WORK ORDER. Among the lines below, a stretch begins at the one with "Router::new()" and ends at the one with "async fn bind_listener(preferred: u16)". Repeat that stretch exactly, ends included.

(Beginning of DATASET RECORDS)

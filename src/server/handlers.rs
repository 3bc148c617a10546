use axum::{
    extract::{Path as AxumPath, Query, State},
    http::{header, HeaderMap, StatusCode},
    response::{
        sse::{Event as SseEvent, KeepAlive},
        Html, IntoResponse, Json, Response, Sse,
    },
};
use serde::{Deserialize, Serialize};
use std::convert::Infallible;
use std::time::Duration;
use tokio::sync::mpsc;
use tokio_stream::wrappers::ReceiverStream;
use tokio_stream::Stream;

use crate::assets::{mime_type, Asset};
use crate::boundary::BoundaryStyle;
use crate::constants::{
    BOUNDARY_ASSET, HEARTBEAT_SECS, TILE_ATTRIBUTION, TILE_MAX_ZOOM, TILE_URL_TEMPLATE,
};
use crate::i18n::{self, Language, LANGUAGES};
use crate::places::{Category, CategoryFilter, Place};
use crate::widget::{MapEvent, MapFrame};

use super::events::{publish, MapUpdate};
use super::state::AppState;

fn embedded_file(path: &str) -> Response {
    match Asset::get(path) {
        Some(file) => (
            [(header::CONTENT_TYPE, mime_type(path))],
            file.data.into_owned(),
        )
            .into_response(),
        None => StatusCode::NOT_FOUND.into_response(),
    }
}

/// Map page rendered in the visitor's locale; the script takes over from there.
pub async fn index_html(State(state): State<AppState>, headers: HeaderMap) -> Response {
    let Some(file) = Asset::get("index.html") else {
        return StatusCode::NOT_FOUND.into_response();
    };
    let template = String::from_utf8_lossy(&file.data);

    let locale = request_locale(&state, &headers);
    let count = state.widget().catalog().len().to_string();
    Html(i18n::render_page(
        &template,
        &state.translations,
        locale,
        &[("count", count.as_str())],
    ))
    .into_response()
}

pub async fn style_css() -> Response {
    embedded_file("style.css")
}

pub async fn script_js() -> Response {
    embedded_file("script.js")
}

/// Border GeoJSON for the browser overlay, from the same source the widget uses.
pub async fn boundary_geojson(State(state): State<AppState>) -> Response {
    let source = state.boundary.clone();
    let response = match tokio::task::spawn_blocking(move || source.fetch()).await {
        Ok(Ok(response)) => response,
        Ok(Err(e)) => {
            tracing::warn!("Boundary source error: {:#}", e);
            return StatusCode::INTERNAL_SERVER_ERROR.into_response();
        }
        Err(e) => {
            tracing::warn!("Boundary task failed: {}", e);
            return StatusCode::INTERNAL_SERVER_ERROR.into_response();
        }
    };

    if !response.is_success() {
        return StatusCode::from_u16(response.status)
            .unwrap_or(StatusCode::NOT_FOUND)
            .into_response();
    }
    ([(header::CONTENT_TYPE, mime_type(BOUNDARY_ASSET))], response.body).into_response()
}

// HTTP API Handlers
pub async fn get_config(State(state): State<AppState>) -> Json<serde_json::Value> {
    let (view, max_bounds) = {
        let widget = state.widget();
        (widget.view().state(), widget.view().max_bounds())
    };
    // Leaflet takes [[south, west], [north, east]]
    let max_bounds = max_bounds.map(|b| {
        [
            [b.south_west.lat, b.south_west.lng],
            [b.north_east.lat, b.north_east.lng],
        ]
    });
    let cluster = state.settings().cluster_options();
    let colors: serde_json::Map<String, serde_json::Value> = Category::ALL
        .iter()
        .map(|c| (c.key().to_string(), c.color().into()))
        .collect();
    let filters: Vec<&str> = CategoryFilter::options().iter().map(|f| f.key()).collect();

    Json(serde_json::json!({
        "tiles": {
            "url": TILE_URL_TEMPLATE,
            "maxZoom": TILE_MAX_ZOOM,
            "attribution": TILE_ATTRIBUTION,
        },
        "map": {
            "center": view.center,
            "zoom": view.zoom,
            "minZoom": view.min_zoom,
            "maxZoom": view.max_zoom,
            "maxBounds": max_bounds,
        },
        "cluster": {
            "maxClusterRadius": cluster.max_cluster_radius,
            "spiderfyDistanceMultiplier": cluster.spiderfy_distance_multiplier,
            "spiderRadius": cluster.spider_radius(),
        },
        "filters": filters,
        "colors": colors,
        "boundaryStyle": BoundaryStyle::default(),
    }))
}

#[derive(Debug, Deserialize)]
pub struct PlacesQuery {
    pub category: Option<String>,
}

pub async fn get_places(
    State(state): State<AppState>,
    Query(query): Query<PlacesQuery>,
) -> Result<Json<Vec<Place>>, StatusCode> {
    let filter = match query.category.as_deref() {
        None | Some("") => CategoryFilter::All,
        Some(raw) => raw.parse::<CategoryFilter>().map_err(|e| {
            tracing::warn!("Invalid category filter: {}", e);
            StatusCode::BAD_REQUEST
        })?,
    };

    let widget = state.widget();
    let places = widget
        .catalog()
        .filtered(filter)
        .into_iter()
        .cloned()
        .collect();
    Ok(Json(places))
}

/// Current frame, carrying any view commands not yet delivered.
pub async fn get_map(State(state): State<AppState>) -> Json<MapFrame> {
    Json(state.widget().take_frame())
}

pub async fn post_map_event(
    State(state): State<AppState>,
    Json(event): Json<MapEvent>,
) -> Json<MapFrame> {
    let frame = state.widget().handle(event);
    publish(&state.event_sender, MapUpdate::Frame(frame.clone()));
    Json(frame)
}

pub async fn map_events_stream(
    State(state): State<AppState>,
) -> Sse<impl Stream<Item = Result<SseEvent, Infallible>>> {
    let (tx, rx) = mpsc::channel(100);
    let mut event_receiver = state.event_sender.subscribe();

    // Forward broadcast updates to this client
    tokio::spawn(async move {
        loop {
            let update = tokio::select! {
                update = event_receiver.recv() => match update {
                    Ok(update) => update,
                    Err(tokio::sync::broadcast::error::RecvError::Lagged(skipped)) => {
                        tracing::warn!("SSE client lagged, skipped {} updates", skipped);
                        continue;
                    }
                    Err(_) => break, // Channel closed
                },
                _ = tokio::time::sleep(Duration::from_secs(HEARTBEAT_SECS)) => MapUpdate::Heartbeat {
                    message: "SSE connection alive".to_string(),
                },
            };

            let sse_event = SseEvent::default()
                .json_data(&update)
                .unwrap_or_else(|_| SseEvent::default().data("Error serializing update"));

            if tx.send(Ok(sse_event)).await.is_err() {
                break; // Client disconnected
            }
        }
    });

    Sse::new(ReceiverStream::new(rx)).keep_alive(
        KeepAlive::new()
            .interval(Duration::from_secs(15))
            .text("keepalive-message"),
    )
}

pub async fn get_languages() -> Json<Vec<Language>> {
    Json(LANGUAGES.to_vec())
}

pub async fn get_translations(
    State(state): State<AppState>,
    AxumPath(locale): AxumPath<String>,
) -> Result<Json<serde_json::Value>, StatusCode> {
    state
        .translations
        .resolved(&locale)
        .map(Json)
        .ok_or(StatusCode::NOT_FOUND)
}

#[derive(Debug, Serialize, Deserialize)]
pub struct LocaleBody {
    pub locale: String,
}

#[derive(Debug, Serialize)]
pub struct LocaleResponse {
    pub locale: String,
    pub stored: bool,
    pub language: Option<Language>,
}

fn locale_response(locale: &str, stored: bool) -> Json<LocaleResponse> {
    Json(LocaleResponse {
        locale: locale.to_string(),
        stored,
        language: i18n::language(locale).copied(),
    })
}

/// Stored preference, else the browser's `Accept-Language`, else the default.
fn request_locale(state: &AppState, headers: &HeaderMap) -> &'static str {
    let stored = state.settings().locale.clone();
    let accept = headers
        .get(header::ACCEPT_LANGUAGE)
        .and_then(|v| v.to_str().ok());
    i18n::resolve_locale(stored.as_deref(), accept)
}

pub async fn get_locale(State(state): State<AppState>, headers: HeaderMap) -> Json<LocaleResponse> {
    let locale = request_locale(&state, &headers);
    let stored = state.settings().locale.as_deref() == Some(locale);
    locale_response(locale, stored)
}

pub async fn set_locale(
    State(state): State<AppState>,
    Json(body): Json<LocaleBody>,
) -> Result<Json<LocaleResponse>, StatusCode> {
    let settings = {
        let mut settings = state.settings();
        settings.update_locale(&body.locale).map_err(|e| {
            tracing::warn!("{}", e);
            StatusCode::BAD_REQUEST
        })?;
        settings.clone()
    };

    if let Some(path) = &state.settings_path {
        if let Err(e) = settings.save_to(path) {
            tracing::warn!("Failed to save settings: {:#}", e);
        }
    }

    tracing::info!(locale = %body.locale, "interface locale changed");
    publish(
        &state.event_sender,
        MapUpdate::Locale {
            locale: body.locale.clone(),
        },
    );
    Ok(locale_response(&body.locale, true))
}
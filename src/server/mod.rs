use anyhow::{Context, Result};
use axum::{
    routing::get,
    Router,
};
use std::net::SocketAddr;
use tokio::net::TcpListener;
use tower::ServiceBuilder;
use tower_http::compression::CompressionLayer;
use tower_http::cors::CorsLayer;
use tower_http::trace::TraceLayer;

pub mod events;
pub mod handlers;
pub mod state;

use crate::constants::PORTS_TO_CHECK;
use crate::utils::open_browser;
use self::state::AppState;
use handlers::{
    boundary_geojson, get_config, get_languages, get_locale, get_map, get_places,
    get_translations, index_html, map_events_stream, post_map_event, script_js, set_locale,
    style_css,
};

// Create the main application router
pub fn create_app(state: AppState) -> Router {
    Router::new()
        .route("/", get(index_html))
        .route("/style.css", get(style_css))
        .route("/script.js", get(script_js))
        .route("/krabi-border.geojson", get(boundary_geojson))
        .route("/api/config", get(get_config))
        .route("/api/places", get(get_places))
        .route("/api/map", get(get_map))
        .route("/api/map/events", axum::routing::post(post_map_event))
        .route("/api/events", get(map_events_stream))
        .route("/api/languages", get(get_languages))
        .route("/api/i18n/:locale", get(get_translations))
        .route("/api/locale", get(get_locale).post(set_locale))
        .layer(
            ServiceBuilder::new()
                .layer(TraceLayer::new_for_http())
                .layer(CompressionLayer::new())
                .layer(CorsLayer::permissive()),
        )
        .with_state(state)
}

/// Binds the preferred port, or the first free one of the fallbacks.
async fn bind_listener(preferred: u16) -> Result<(TcpListener, u16)> {
    let mut candidates = vec![preferred];
    candidates.extend(PORTS_TO_CHECK.iter().copied().filter(|&p| p != preferred));

    let mut last_error = None;
    for port in candidates {
        let addr = SocketAddr::from(([127, 0, 0, 1], port));
        match TcpListener::bind(addr).await {
            Ok(listener) => return Ok((listener, port)),
            Err(e) => {
                tracing::warn!("Port {} unavailable: {}", port, e);
                last_error = Some(e);
            }
        }
    }

    match last_error {
        Some(e) => Err(e).context("No port available for the HTTP server"),
        None => anyhow::bail!("No ports configured"),
    }
}

pub async fn start_server(state: AppState, port: u16, auto_open_browser: bool) -> Result<()> {
    let (listener, port) = bind_listener(port).await?;
    let app = create_app(state.clone());
    let url = format!("http://127.0.0.1:{}", port);

    tracing::info!("HTTP server started at {}", url);
    if auto_open_browser {
        if let Err(e) = open_browser(&url) {
            tracing::warn!("Failed to open browser: {}", e);
        }
    }

    axum::serve(listener, app)
        .with_graceful_shutdown(shutdown_signal())
        .await
        .context("HTTP server error")?;

    state.widget().unmount();
    tracing::info!("HTTP server stopped");
    Ok(())
}

async fn shutdown_signal() {
    if let Err(e) = tokio::signal::ctrl_c().await {
        tracing::error!("Failed to listen for shutdown signal: {}", e);
        std::future::pending::<()>().await;
    }
    tracing::info!("Shutdown signal received");
}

(End of DATASET RECORDS)

SOLUTION.
    Router::new()
        .route("/", get(index_html))
        .route("/style.css", get(style_css))
        .route("/script.js", get(script_js))
        .route("/krabi-border.geojson", get(boundary_geojson))
        .route("/api/config", get(get_config))
        .route("/api/places", get(get_places))
        .route("/api/map", get(get_map))
        .route("/api/map/events", axum::routing::post(post_map_event))
        .route("/api/events", get(map_events_stream))
        .route("/api/languages", get(get_languages))
        .route("/api/i18n/:locale", get(get_translations))
        .route("/api/locale", get(get_locale).post(set_locale))
        .layer(
            ServiceBuilder::new()
                .layer(TraceLayer::new_for_http())
                .layer(CompressionLayer::new())
                .layer(CorsLayer::permissive()),
        )
        .with_state(state)
}

/// Binds the preferred port, or the first free one of the fallbacks.
async fn bind_listener(preferred: u16) -> Result<(TcpListener, u16)> {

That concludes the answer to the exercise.